Vellnow, Nikolas; Vizoso, Dita B.; Viktorin, Gudrun; Schärer, Lukas (2017), Data from: No evidence for strong cytonuclear conflict over sex allocation in a simultaneously hermaphroditic flatworm, Dryad, Dataset, https://doi.org/10.5061/dryad.f468h

Abstract

Background: Cytoplasmic sex allocation distorters, which arise from cytonuclear conflict over the optimal investment into male versus female reproductive function, are some of the best-researched examples for genomic conflict. Among hermaphrodites, many such distorters have been found in plants, while, to our knowledge, none have been clearly documented in animals. Methods: Here we provide a quantitative test for cytonuclear conflict over sex allocation in the simultaneously hermaphroditic flatworm Macrostomum lignano. We used a quantitative genetic breeding design, employing pair-wise crosses of 2 × 15 independent inbred lines, to partition the phenotypic variance in several traits (including sex allocation) into its nuclear and cytoplasmic components. Results: Although the nuclear genetic background had a significant effect on all traits analyzed, we found significant cytoplasmic genetic variation only for ovary size, there explaining just 4.1% of the variance.

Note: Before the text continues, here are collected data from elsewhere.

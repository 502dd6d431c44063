//! Validation for input points and viewports.
//!
//! The index expects callers to drop entities without a usable location
//! before building. These helpers do that filtering.

use crate::error::{ClusterError, Result};
use rustc_hash::FxHashSet;
use vibecluster_types::point::GeoPoint;
use vibecluster_types::viewport::Viewport;

/// Validates a point has finite, in-range longitude and latitude.
///
/// Longitude: [-180.0, 180.0], Latitude: [-90.0, 90.0]
///
/// # Examples
///
/// ```
/// use vibecluster::validation::validate_geo_point;
/// use vibecluster::{GeoPoint, VibeCategory};
///
/// let rome = GeoPoint::new("rome", 12.4964, 41.9028, VibeCategory::Cultural, "");
/// assert!(validate_geo_point(&rome).is_ok());
///
/// let invalid = GeoPoint::new("nowhere", 200.0, 41.9, VibeCategory::Cultural, "");
/// assert!(validate_geo_point(&invalid).is_err());
/// ```
pub fn validate_geo_point(point: &GeoPoint) -> Result<()> {
    let (lon, lat) = (point.lon, point.lat);

    if !lon.is_finite() {
        return Err(ClusterError::InvalidInput(format!(
            "Longitude of '{}' must be finite, got: {}",
            point.id, lon
        )));
    }

    if !lat.is_finite() {
        return Err(ClusterError::InvalidInput(format!(
            "Latitude of '{}' must be finite, got: {}",
            point.id, lat
        )));
    }

    if !(-180.0..=180.0).contains(&lon) {
        return Err(ClusterError::InvalidInput(format!(
            "Longitude of '{}' out of range [-180.0, 180.0]: {}",
            point.id, lon
        )));
    }

    if !(-90.0..=90.0).contains(&lat) {
        return Err(ClusterError::InvalidInput(format!(
            "Latitude of '{}' out of range [-90.0, 90.0]: {}",
            point.id, lat
        )));
    }

    Ok(())
}

/// Validates every point and that ids are unique.
pub fn validate_points(points: &[GeoPoint]) -> Result<()> {
    let mut seen = FxHashSet::default();
    for (idx, point) in points.iter().enumerate() {
        validate_geo_point(point)
            .map_err(|e| ClusterError::InvalidInput(format!("Point at index {}: {}", idx, e)))?;
        if !seen.insert(point.id.as_str()) {
            return Err(ClusterError::InvalidInput(format!(
                "Point at index {}: duplicate id '{}'",
                idx, point.id
            )));
        }
    }
    Ok(())
}

/// Keep only points that pass [`validate_geo_point`], preserving order.
pub fn retain_valid(points: impl IntoIterator<Item = GeoPoint>) -> Vec<GeoPoint> {
    let mut dropped = 0usize;
    let kept: Vec<GeoPoint> = points
        .into_iter()
        .filter(|point| {
            let ok = validate_geo_point(point).is_ok();
            if !ok {
                dropped += 1;
            }
            ok
        })
        .collect();

    if dropped > 0 {
        log::debug!("Dropped {} points with unusable coordinates", dropped);
    }
    kept
}

/// Validates a viewport has finite edges and a sane latitude range.
pub fn validate_viewport(viewport: &Viewport) -> Result<()> {
    if !viewport.is_finite() {
        return Err(ClusterError::InvalidInput(format!(
            "Viewport edges must be finite: {:?}",
            viewport
        )));
    }
    if viewport.south > viewport.north {
        return Err(ClusterError::InvalidInput(format!(
            "Viewport south ({}) is above north ({})",
            viewport.south, viewport.north
        )));
    }
    Ok(())
}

A subsequent statistical power analysis showed that the experimental design had considerable power to detect cytonuclear interactions. Conclusion: We conclude that there were no strong effects of cytonuclear conflict in the studied populations, possibly because the usually compact mitochondrial genomes in animals have a lower evolvability than the large mitochondrial genomes in plants or because the sampled populations currently do not harbor variation at putative distorter and/or the restorer loci.